Entrepreneur James Chen is chairman of a family manufacturing business; he has invested in restaurants like the trendy Momofuku; and he helped pioneer the concept of “family offices,” which manage wealth for high-net-worth families, in China.
It’s a resume with plenty of talking points. But in his social circles in Hong Kong, Mr. Chen says, he is a bit of “an odd bird.” That’s because the 55-year-old dedicates up to 70 percent of his week to socially minded investing and philanthropic work that includes building school libraries and developing technology and distribution models to address vision impairment in the developing world. After a dozen years of study and many millions of dollars in donations, he is an expert on those topics and a hands-on donor, a rare breed in China.
“Most of my peers, they have done well, and they are happy to write checks. A lot of them write big checks,” Mr. Chen explains during two telephone interviews with The Chronicle. “But they don’t understand or feel they need to spend time or effort to understand the issues.”

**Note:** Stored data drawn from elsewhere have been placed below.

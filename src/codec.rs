//! # Codec — Two's-Complement Byte Buffers
//!
//! Every value crossing the byte API is a signed big-endian two's-complement
//! buffer. Internally everything is a `rug::Integer` (sign-magnitude), so this
//! module is the only place where the two representations meet.
//!
//! ## Wire Format
//!
//! - Most significant byte first.
//! - If the high bit of byte 0 is set the value is negative and equals the
//!   unsigned magnitude of the buffer minus `2^(8·len)`.
//! - `encode` always emits one explicit sign byte in front of the magnitude:
//!   `0x00` for non-negative values, `0xFF` for negative ones. The natural
//!   minimal encoding sometimes needs that byte and sometimes does not; always
//!   emitting it keeps the output length a function of `|value|` alone.
//!
//! The magnitude length follows GMP's `sizeinbase(·, 2)` convention, so zero
//! occupies one magnitude byte and encodes as `[0x00, 0x00]`.

use rug::integer::Order;
use rug::Integer;
use std::cmp::Ordering;

use crate::error::ArithError;

/// Decode a two's-complement big-endian buffer.
pub fn decode(bytes: &[u8]) -> Result<Integer, ArithError> {
    let first = *bytes.first().ok_or(ArithError::EmptyBuffer)?;
    let mut value = Integer::from_digits(bytes, Order::Msf);
    if first & 0x80 != 0 {
        // Buffer holds 2^(8·len) + value.
        value -= Integer::from(1u32) << (8 * bytes.len());
    }
    Ok(value)
}

/// Encode `value` as a sign byte followed by its two's-complement magnitude.
pub fn encode(value: &Integer) -> Vec<u8> {
    let len = magnitude_len(value);
    let mut out = vec![0u8; len + 1];
    match value.cmp0() {
        Ordering::Less => {
            // 2^(8·(len+1)) + value fits in len+1 bytes and starts with 0xFF
            // because |value| < 2^(8·len).
            let wrapped = (Integer::from(1u32) << (8 * (len + 1))) + value;
            write_be(&wrapped, &mut out);
        }
        Ordering::Equal | Ordering::Greater => {
            write_be(value, &mut out[1..]);
        }
    }
    out
}

/// Decode a batch of buffers, failing on the first empty one.
pub fn decode_many<B: AsRef<[u8]>>(buffers: &[B]) -> Result<Vec<Integer>, ArithError> {
    buffers.iter().map(|b| decode(b.as_ref())).collect()
}

/// Byte length of `|value|`, at least one.
fn magnitude_len(value: &Integer) -> usize {
    let bits = value.significant_bits() as usize;
    bits.div_ceil(8).max(1)
}

/// Right-align the big-endian magnitude of a non-negative `v` in `out`.
fn write_be(v: &Integer, out: &mut [u8]) {
    let digits = v.to_digits::<u8>(Order::Msf);
    let start = out.len() - digits.len();
    out[start..].copy_from_slice(&digits);
}
//! # Fpowm — Fixed-Base Exponentiation Tables
//!
//! When the same base g and modulus m are used with many exponents, the
//! exponent can be split into `w` slices of `s = ceil(max_bits / w)` bits:
//!
//! ```text
//! e = e_0 + e_1·2^s + … + e_{w-1}·2^{(w-1)s}
//! g^e = Π (g^{2^{is}})^{e_i}
//! ```
//!
//! The powers `g_i = g^{2^{is}}` are fixed, so all 2^w subset products of the
//! `g_i` are computed once at build time. Each exponentiation is then a
//! simultaneous exponentiation over `w` terms of only `s` bits: `s` squarings
//! and at most `s` multiplications, against `max_bits` squarings for a plain
//! `pow_mod`.
//!
//! Larger block widths trade memory (2^w residues) for fewer squarings.

use rug::ops::RemRounding;
use rug::Integer;
use tracing::debug;

use crate::error::ArithError;
use crate::powm::SubsetTable;

/// Block width used when the caller does not choose one.
pub const DEFAULT_BLOCK_WIDTH: u32 = 16;

/// Upper bound on block width (2^16 precomputed residues).
pub const MAX_BLOCK_WIDTH: u32 = 16;

/// Precomputed table for base^e mod modulus with e < 2^max_exponent_bits.
///
/// Memory is released when the table is dropped.
pub struct FixedBaseTable {
    modulus: Integer,
    block_width: u32,
    max_exponent_bits: u32,
    slice_bits: u32,
    pieces: u32,
    table: SubsetTable,
}

impl FixedBaseTable {
    /// Build a table for `base` and `modulus`.
    ///
    /// # Errors
    ///
    /// `ZeroModulus` for a zero modulus, `InvalidBlockWidth` when
    /// `block_width` is outside `1..=MAX_BLOCK_WIDTH`.
    pub fn new(
        base: &Integer,
        modulus: &Integer,
        block_width: u32,
        max_exponent_bits: u32,
    ) -> Result<Self, ArithError> {
        if *modulus == 0 {
            return Err(ArithError::ZeroModulus);
        }
        if block_width == 0 || block_width > MAX_BLOCK_WIDTH {
            return Err(ArithError::InvalidBlockWidth { width: block_width });
        }
        let m = Integer::from(modulus.abs_ref());
        let slice_bits = max_exponent_bits.div_ceil(block_width).max(1);
        let pieces = max_exponent_bits.div_ceil(slice_bits);

        let mut powers = Vec::with_capacity(pieces as usize);
        let mut g = Integer::from(base.rem_euc(&m));
        for i in 0..pieces {
            if i > 0 {
                for _ in 0..slice_bits {
                    g.square_mut();
                    g %= &m;
                }
            }
            powers.push(g.clone());
        }
        let table = SubsetTable::new(&powers, &m);
        debug!(
            block_width,
            max_exponent_bits,
            slice_bits,
            entries = table.len(),
            "fixed-base table compiled"
        );

        Ok(FixedBaseTable {
            modulus: m,
            block_width,
            max_exponent_bits,
            slice_bits,
            pieces,
            table,
        })
    }

    /// Build a table with `DEFAULT_BLOCK_WIDTH`.
    pub fn with_default_width(
        base: &Integer,
        modulus: &Integer,
        max_exponent_bits: u32,
    ) -> Result<Self, ArithError> {
        Self::new(base, modulus, DEFAULT_BLOCK_WIDTH, max_exponent_bits)
    }

    /// base^exponent mod modulus.
    ///
    /// # Errors
    ///
    /// `NegativeExponent`, or `ExponentTooLarge` when the exponent has more
    /// bits than the table was built for.
    pub fn pow(&self, exponent: &Integer) -> Result<Integer, ArithError> {
        if *exponent < 0 {
            return Err(ArithError::NegativeExponent);
        }
        let bits = exponent.significant_bits();
        if bits > self.max_exponent_bits {
            return Err(ArithError::ExponentTooLarge {
                bits,
                max_bits: self.max_exponent_bits,
            });
        }
        let slices: Vec<Integer> = (0..self.pieces)
            .map(|i| Integer::from(exponent >> (i * self.slice_bits)).keep_bits(self.slice_bits))
            .collect();
        Ok(self.table.scan(&slices, &self.modulus))
    }

    pub fn modulus(&self) -> &Integer {
        &self.modulus
    }

    pub fn block_width(&self) -> u32 {
        self.block_width
    }

    pub fn max_exponent_bits(&self) -> u32 {
        self.max_exponent_bits
    }
}
//! # Registry — Byte-Level Session API
//!
//! The caller boundary. Every integer goes in and out as a two's-complement
//! byte buffer (see `codec`), and stateful objects are referred to by small
//! copyable handles instead of pointers.
//!
//! A `Session` owns every table and search state it hands out. Handles are
//! ids into the session's maps; ids are never reused, so a released or
//! foreign handle is reported as `StaleHandle` instead of touching freed
//! state. Dropping the session releases everything still live.
//!
//! ## Operations
//!
//! | Capability | Methods |
//! |------------|---------|
//! | Exponentiation | `pow_mod`, `simultaneous_pow_mod`, `legendre` |
//! | Fixed-base tables | `compile_table`, `table_pow`, `release_table` |
//! | Prime search | `prime_search_init`, `prime_next_candidate`, `prime_test_witness`, `prime_current`, `release_prime_search` |
//! | Safe-prime search | `safe_search_init`, `safe_next_candidate`, `safe_test_witness`, `safe_current`, `release_safe_search` |

use std::collections::HashMap;

use tracing::debug;

use crate::codec::{decode, decode_many, encode};
use crate::error::ArithError;
use crate::fpowm::FixedBaseTable;
use crate::miller_rabin::{MillerRabin, Witness};
use crate::powm;
use crate::safe_prime::{SafeMillerRabin, Side};

macro_rules! handle_type {
    ($(#[$doc:meta])* $name:ident) => {
        $(#[$doc])*
        #[derive(Debug, Clone, Copy, PartialEq, Eq, Hash)]
        pub struct $name(u64);

        impl $name {
            /// Numeric identifier, stable for the lifetime of the handle.
            pub fn id(self) -> u64 {
                self.0
            }
        }
    };
}

handle_type!(
    /// Handle to a fixed-base exponentiation table.
    TableHandle
);
handle_type!(
    /// Handle to a plain primality search state.
    PrimeHandle
);
handle_type!(
    /// Handle to a safe-primality search state.
    SafePrimeHandle
);

/// Owner of all handle-addressed state for one caller.
#[derive(Default)]
pub struct Session {
    next_id: u64,
    tables: HashMap<u64, FixedBaseTable>,
    primes: HashMap<u64, MillerRabin>,
    safe_primes: HashMap<u64, SafeMillerRabin>,
}

impl Session {
    pub fn new() -> Self {
        Session::default()
    }

    /// Number of tables and search states not yet released.
    pub fn live_handles(&self) -> usize {
        self.tables.len() + self.primes.len() + self.safe_primes.len()
    }

    fn allocate_id(&mut self) -> u64 {
        // Zero is never handed out.
        self.next_id += 1;
        self.next_id
    }

    // ── Exponentiation ──────────────────────────────────────────

    pub fn pow_mod(&self, base: &[u8], exponent: &[u8], modulus: &[u8]) -> Result<Vec<u8>, ArithError> {
        let result = powm::pow_mod(&decode(base)?, &decode(exponent)?, &decode(modulus)?)?;
        Ok(encode(&result))
    }

    pub fn simultaneous_pow_mod<B: AsRef<[u8]>>(
        &self,
        bases: &[B],
        exponents: &[B],
        modulus: &[u8],
    ) -> Result<Vec<u8>, ArithError> {
        let bases = decode_many(bases)?;
        let exponents = decode_many(exponents)?;
        let result = powm::simultaneous_pow_mod(&bases, &exponents, &decode(modulus)?)?;
        Ok(encode(&result))
    }

    pub fn legendre(&self, op: &[u8], odd_prime: &[u8]) -> Result<i32, ArithError> {
        powm::legendre(&decode(op)?, &decode(odd_prime)?)
    }

    // ── Fixed-base tables ───────────────────────────────────────

    pub fn compile_table(
        &mut self,
        base: &[u8],
        modulus: &[u8],
        block_width: u32,
        max_exponent_bits: u32,
    ) -> Result<TableHandle, ArithError> {
        let table = FixedBaseTable::new(
            &decode(base)?,
            &decode(modulus)?,
            block_width,
            max_exponent_bits,
        )?;
        let id = self.allocate_id();
        self.tables.insert(id, table);
        Ok(TableHandle(id))
    }

    pub fn table_pow(&self, handle: TableHandle, exponent: &[u8]) -> Result<Vec<u8>, ArithError> {
        let table = self
            .tables
            .get(&handle.0)
            .ok_or(ArithError::StaleHandle { id: handle.0 })?;
        Ok(encode(&table.pow(&decode(exponent)?)?))
    }

    pub fn release_table(&mut self, handle: TableHandle) -> Result<(), ArithError> {
        self.tables
            .remove(&handle.0)
            .map(|_| debug!(id = handle.0, "fixed-base table released"))
            .ok_or(ArithError::StaleHandle { id: handle.0 })
    }

    // ── Prime search ────────────────────────────────────────────

    /// `Ok(None)` is the "not prime" answer from trial division.
    pub fn prime_search_init(&mut self, n: &[u8], search: bool) -> Result<Option<PrimeHandle>, ArithError> {
        let Some(state) = MillerRabin::init(&decode(n)?, search)? else {
            return Ok(None);
        };
        let id = self.allocate_id();
        self.primes.insert(id, state);
        Ok(Some(PrimeHandle(id)))
    }

    pub fn prime_next_candidate(&mut self, handle: PrimeHandle) -> Result<(), ArithError> {
        self.prime_state_mut(handle)?.next_candidate();
        Ok(())
    }

    pub fn prime_test_witness(&self, handle: PrimeHandle, base: &[u8]) -> Result<Witness, ArithError> {
        let base = decode(base)?;
        Ok(self.prime_state(handle)?.test_witness(&base))
    }

    pub fn prime_current(&self, handle: PrimeHandle) -> Result<Vec<u8>, ArithError> {
        Ok(encode(self.prime_state(handle)?.current()))
    }

    pub fn release_prime_search(&mut self, handle: PrimeHandle) -> Result<(), ArithError> {
        self.primes
            .remove(&handle.0)
            .map(|_| debug!(id = handle.0, "prime search released"))
            .ok_or(ArithError::StaleHandle { id: handle.0 })
    }

    fn prime_state(&self, handle: PrimeHandle) -> Result<&MillerRabin, ArithError> {
        self.primes
            .get(&handle.0)
            .ok_or(ArithError::StaleHandle { id: handle.0 })
    }

    fn prime_state_mut(&mut self, handle: PrimeHandle) -> Result<&mut MillerRabin, ArithError> {
        self.primes
            .get_mut(&handle.0)
            .ok_or(ArithError::StaleHandle { id: handle.0 })
    }

    // ── Safe-prime search ───────────────────────────────────────

    pub fn safe_search_init(
        &mut self,
        n: &[u8],
        search: bool,
    ) -> Result<Option<SafePrimeHandle>, ArithError> {
        let Some(state) = SafeMillerRabin::init(&decode(n)?, search)? else {
            return Ok(None);
        };
        let id = self.allocate_id();
        self.safe_primes.insert(id, state);
        Ok(Some(SafePrimeHandle(id)))
    }

    pub fn safe_next_candidate(&mut self, handle: SafePrimeHandle) -> Result<(), ArithError> {
        self.safe_state_mut(handle)?.next_candidate();
        Ok(())
    }

    /// Even `index` tests n, odd `index` tests (n − 1)/2.
    pub fn safe_test_witness(
        &self,
        handle: SafePrimeHandle,
        base: &[u8],
        index: i64,
    ) -> Result<Witness, ArithError> {
        let base = decode(base)?;
        Ok(self
            .safe_state(handle)?
            .test_witness(&base, Side::from_index(index)))
    }

    /// The n side of the pair.
    pub fn safe_current(&self, handle: SafePrimeHandle) -> Result<Vec<u8>, ArithError> {
        Ok(encode(self.safe_state(handle)?.current()))
    }

    pub fn release_safe_search(&mut self, handle: SafePrimeHandle) -> Result<(), ArithError> {
        self.safe_primes
            .remove(&handle.0)
            .map(|_| debug!(id = handle.0, "safe-prime search released"))
            .ok_or(ArithError::StaleHandle { id: handle.0 })
    }

    fn safe_state(&self, handle: SafePrimeHandle) -> Result<&SafeMillerRabin, ArithError> {
        self.safe_primes
            .get(&handle.0)
            .ok_or(ArithError::StaleHandle { id: handle.0 })
    }

    fn safe_state_mut(&mut self, handle: SafePrimeHandle) -> Result<&mut SafeMillerRabin, ArithError> {
        self.safe_primes
            .get_mut(&handle.0)
            .ok_or(ArithError::StaleHandle { id: handle.0 })
    }
}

Most recently, Mr. Chen spent $3 million to create a vision-correction campaign called Clearly. It included a competition for charities, researchers, and technology companies to develop new solutions to help the visually-impaired, the number of whom the World Health Organization puts at 285 million. The campaign was endorsed by the International Agency for the Prevention of Blindness. The top three entrants, announced in October, were awarded $100,000, $50,000 and $25,000.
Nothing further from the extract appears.